Braylynn’s battle with Diffuse Intrinsic Pontine Glioma (DIPG)

Shortly after Braylynn’s parents managed to get financial help for an experimental treatment, her condition quickly worsened.

Her tumour had started to bleed, and doctors had to break the sad news that Braylynn could pass away at any time.

Heartbroken, Braylynn’s mum Ally took to Facebook on January 8 and wrote:

Today will be the worst day of my life so far, and in less than a week, I will have a day that is even more terrible. Today is the day that everyone will have to say their final goodbyes, to a FIVE year old,” wrote Ally. “This should never happen to anyone. There is no one in this world who is evil enough to deserve to feel what I am currently feeling.”

Braylynn’s battle gained social media attention after a heart-wrenching photo of her 49-year-old granddad Sean, weeping uncontrollably by her side, went viral. He can no longer speak because of his struggle with ALS.

“In a few days I will have to bury this beautiful little girl. Months, maybe even weeks, later, I will have to bury my father,” Ally wrote on January 9 in a painful post. “Both of my heroes, gone, within the same year.”

Diffuse Intrinsic Pontine Glioma

Image source: Ally Parker’s Facebook account

Diffuse Intrinsic Pontine Glioma (DIPG): Severe brain cancer that strikes kids aged 5 to 9

Around 175,000-250,000 children are diagnosed with cancer each year.

Though 70% of modern-day childhood cancer is “curable,” there are those that cannot be treated, like the inoperable tumour that results from Diffuse Intrinsic Pontine Glioma (DIPG).

DIPG involves brain tumours that are highly aggressive in nature. They affect the part of the brainstem responsible for vital bodily functions, like heart rate, blood pressure, and breathing.

About 300 children between the ages of five and nine are stricken with this condition each year, says Boston Children’s Hospital.
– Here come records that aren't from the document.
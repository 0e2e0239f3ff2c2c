//! Ordinary least squares over paired samples.

use crate::types::LinearFit;

/// Fit a straight line `y = slope * x + intercept` by ordinary least squares.
///
/// Returns `None` when fewer than two points are given or when `x` has zero
/// variance, since no line is defined in either case. The returned
/// `r_squared` is the squared Pearson correlation coefficient.
pub fn linear_fit(xs: &[f64], ys: &[f64]) -> Option<LinearFit> {
    debug_assert_eq!(xs.len(), ys.len());
    let n = xs.len();
    if n < 2 {
        return None;
    }

    let n_f = n as f64;
    let mean_x = xs.iter().sum::<f64>() / n_f;
    let mean_y = ys.iter().sum::<f64>() / n_f;

    let mut cov_xy = 0.0;
    let mut var_x = 0.0;
    let mut var_y = 0.0;
    for (&x, &y) in xs.iter().zip(ys.iter()) {
        let dx = x - mean_x;
        let dy = y - mean_y;
        cov_xy += dx * dy;
        var_x += dx * dx;
        var_y += dy * dy;
    }

    if var_x == 0.0 {
        return None;
    }

    let slope = cov_xy / var_x;
    let intercept = mean_y - slope * mean_x;
    // Degenerate y: the flat line fits exactly.
    let r_squared = if var_y == 0.0 {
        1.0
    } else {
        let r = cov_xy / (var_x.sqrt() * var_y.sqrt());
        r * r
    };

    Some(LinearFit {
        slope,
        intercept,
        r_squared,
    })
}

/// Pearson correlation coefficient of paired samples.
///
/// Returns `None` for fewer than two points or when either side has zero
/// variance.
pub fn pearson_r(xs: &[f64], ys: &[f64]) -> Option<f64> {
    debug_assert_eq!(xs.len(), ys.len());
    let n = xs.len();
    if n < 2 {
        return None;
    }

    let n_f = n as f64;
    let mean_x = xs.iter().sum::<f64>() / n_f;
    let mean_y = ys.iter().sum::<f64>() / n_f;

    let mut cov_xy = 0.0;
    let mut var_x = 0.0;
    let mut var_y = 0.0;
    for (&x, &y) in xs.iter().zip(ys.iter()) {
        let dx = x - mean_x;
        let dy = y - mean_y;
        cov_xy += dx * dy;
        var_x += dx * dx;
        var_y += dy * dy;
    }

    if var_x == 0.0 || var_y == 0.0 {
        return None;
    }

    Some(cov_xy / (var_x.sqrt() * var_y.sqrt()))
}

#[cfg(test)]
mod tests {
    use super::*;

    #[test]
    fn test_linear_fit_exact_line() {
        // y = 2x + 1 exactly
        let xs = [1.0, 2.0, 3.0, 4.0];
        let ys = [3.0, 5.0, 7.0, 9.0];
        let fit = linear_fit(&xs, &ys).unwrap();

        assert!((fit.slope - 2.0).abs() < 1e-12);
        assert!((fit.intercept - 1.0).abs() < 1e-12);
        assert!((fit.r_squared - 1.0).abs() < 1e-12);
    }

    #[test]
    fn test_linear_fit_noisy_data() {
        let xs = [1.0, 2.0, 3.0, 4.0, 5.0];
        let ys = [2.1, 3.9, 6.2, 7.8, 10.1];
        let fit = linear_fit(&xs, &ys).unwrap();

        assert!((fit.slope - 2.0).abs() < 0.1);
        assert!(fit.r_squared > 0.99);
        assert!(fit.r_squared < 1.0);
    }

    #[test]
    fn test_linear_fit_predict_consistency() {
        let xs = [0.0, 1.0, 2.0];
        let ys = [1.0, 2.0, 3.0];
        let fit = linear_fit(&xs, &ys).unwrap();
        assert!((fit.predict(10.0) - 11.0).abs() < 1e-12);
    }

    #[test]
    fn test_linear_fit_too_few_points() {
        assert!(linear_fit(&[1.0], &[2.0]).is_none());
        assert!(linear_fit(&[], &[]).is_none());
    }

    #[test]
    fn test_linear_fit_zero_x_variance() {
        let xs = [3.0, 3.0, 3.0];
        let ys = [1.0, 2.0, 3.0];
        assert!(linear_fit(&xs, &ys).is_none());
    }

    #[test]
    fn test_pearson_r_perfect_negative() {
        let xs = [1.0, 2.0, 3.0];
        let ys = [3.0, 2.0, 1.0];
        let r = pearson_r(&xs, &ys).unwrap();
        assert!((r + 1.0).abs() < 1e-12);
    }

    #[test]
    fn test_pearson_r_uncorrelated() {
        let xs = [1.0, 2.0, 3.0, 4.0];
        let ys = [1.0, -1.0, 1.0, -1.0];
        let r = pearson_r(&xs, &ys).unwrap();
        assert!(r.abs() < 0.5);
    }

    #[test]
    fn test_pearson_r_zero_variance() {
        assert!(pearson_r(&[1.0, 1.0], &[1.0, 2.0]).is_none());
    }
}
Braylynn’s mum Ally still hopes that there will one day be a cure for Diffuse Intrinsic Pontine Glioma (DIPG)

“My baby girl deserves to live a full, happy life, and so does every other child who has had to face DIPG. We have to put an end to this,” urges Ally.

She hopes “no more kids can get this disease and be allowed to die from it.”

“We HAVE to find a cure, not a damn band aid,” she laments. “These kids deserve so much more than that, someday soon someone needs to find out what that cure is.”

Sadly, there is not enough funding for childhood cancer research and treatment worldwide.

As of this writing, Braylynn continues to fight for her life.

Braylynn’s family has set up a Facebook page called Braylynn’s Batallion, where you can show your support.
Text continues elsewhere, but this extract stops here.